The U.S. Army Corps of Engineers Louisville District is managing right of way debris removal operations in the City of Mayfield and Graves County. Here is a zone map which shows where efforts will be focused. The zone map has been developed in close coordination with City of Mayfield and Graves County officials who helped to prioritize the zones in the following order: 1,2,7,8,3,4,6,5. Residents can check back here for routine updates as to which zones the contractor will be working in next. Residents are encouraged to have debris moved to the curb (within 15 feet of the right of way) prior to when contractors will be performing work in that zone.

As of Jan. 21, debris removal operations are occurring in Zones 1, 2, 3, 4, 6, 7, 7w and 8

For tips on how property owners can assist with safe and efficient debris removal operations visit:

When Disaster Strikes

The U.S. Army Corps of Engineers is prepared and ready to respond to natural and human-made disasters and overseas contingencies. When disasters occur, USACE teams and other resources are mobilized from across the country to assist our local districts and offices to deliver our response missions.

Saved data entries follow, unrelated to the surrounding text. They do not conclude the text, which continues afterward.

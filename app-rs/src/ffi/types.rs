use std::str::FromStr;

use anyhow::anyhow;
pub(crate) use common::root_seed::RootSeed as RootSeedRs;
use common::{
    ExposeSecret,
    api::{
        auth::Scope as ScopeRs,
        revocable_clients::RevocableClient as RevocableClientRs,
    },
    env::DeployEnv as DeployEnvRs,
    ln::{
        amount::Amount as AmountRs,
        channel::{
            LxChannelDetails as LxChannelDetailsRs,
            LxUserChannelId as LxUserChannelIdRs,
        },
        network::LxNetwork as NetworkRs,
        priority::ConfirmationPriority as ConfirmationPriorityRs,
    },
    rng::SysRng,
    time::TimestampMs,
};
use flutter_rust_bridge::RustOpaqueNom;
use lexe_api::{
    models::command::{
        BackupInfo as BackupInfoRs, GDriveStatus as GDriveStatusRs,
    },
    types::{
        invoice::LxInvoice,
        offer::LxOffer,
        payments::{
            BasicPayment as BasicPaymentRs,
            ClientPaymentId as ClientPaymentIdRs,
            PaymentCreatedIndex as PaymentCreatedIndexRs,
            PaymentDirection as PaymentDirectionRs,
            PaymentKind as PaymentKindRs, PaymentStatus as PaymentStatusRs,
        },
    },
};

use crate::{
    app::AppConfig, types::GDriveSignupCredentials as GDriveSignupCredentialsRs,
};

/// See [`common::env::DeployEnv`]
///
/// flutter_rust_bridge:dart_metadata=("freezed")
#[derive(Copy, Clone, Debug, Eq, PartialEq)]
pub enum DeployEnv {
    Dev,
    Staging,
    Prod,
}
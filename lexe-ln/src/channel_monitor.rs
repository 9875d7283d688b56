use common::ln::channel::LxOutPoint;
use lightning::chain::chainmonitor::MonitorUpdateId;

pub struct LxChannelMonitorUpdate {
    pub funding_txo: LxOutPoint,
    pub update_id: MonitorUpdateId,
}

  • In any disaster, USACE’s three top priorities are:
    • Support immediate life-saving and life-safety emergency response priorities;
    • Sustain lives with critical temporary emergency power and other needs;
    • Initiate recovery efforts by assessing and restoring critical infrastructure.
  • Every year, USACE, as part of the federal government’s unified national response to disasters and emergencies, deploys hundreds of people to provide technical engineering expertise and to promote capacity development at home and abroad.
  • USACE serves as the lead agency to respond with public works and engineering support and to coordinate long-term infrastructure recovery.
  • USACE conducts its emergency response activities under two basic authorities – Public Law 84-99 (Flood Control and Coastal Emergencies), and when mission assigned by FEMA under the Stafford Disaster and Emergency Assistance Act.
    • Under Public Law 84-99 (Flood Control and Coastal Emergencies), USACE provides disaster preparedness services and advanced planning measures designed to reduce the amount of damage caused by an impending disaster.
    • Under the Stafford Act, USACE supports the Department of Homeland Security and Federal Emergency Management Agency in carrying out the National Response Plan, which calls on 30 federal departments and agencies to provide coordinated disaster relief and recovery operations.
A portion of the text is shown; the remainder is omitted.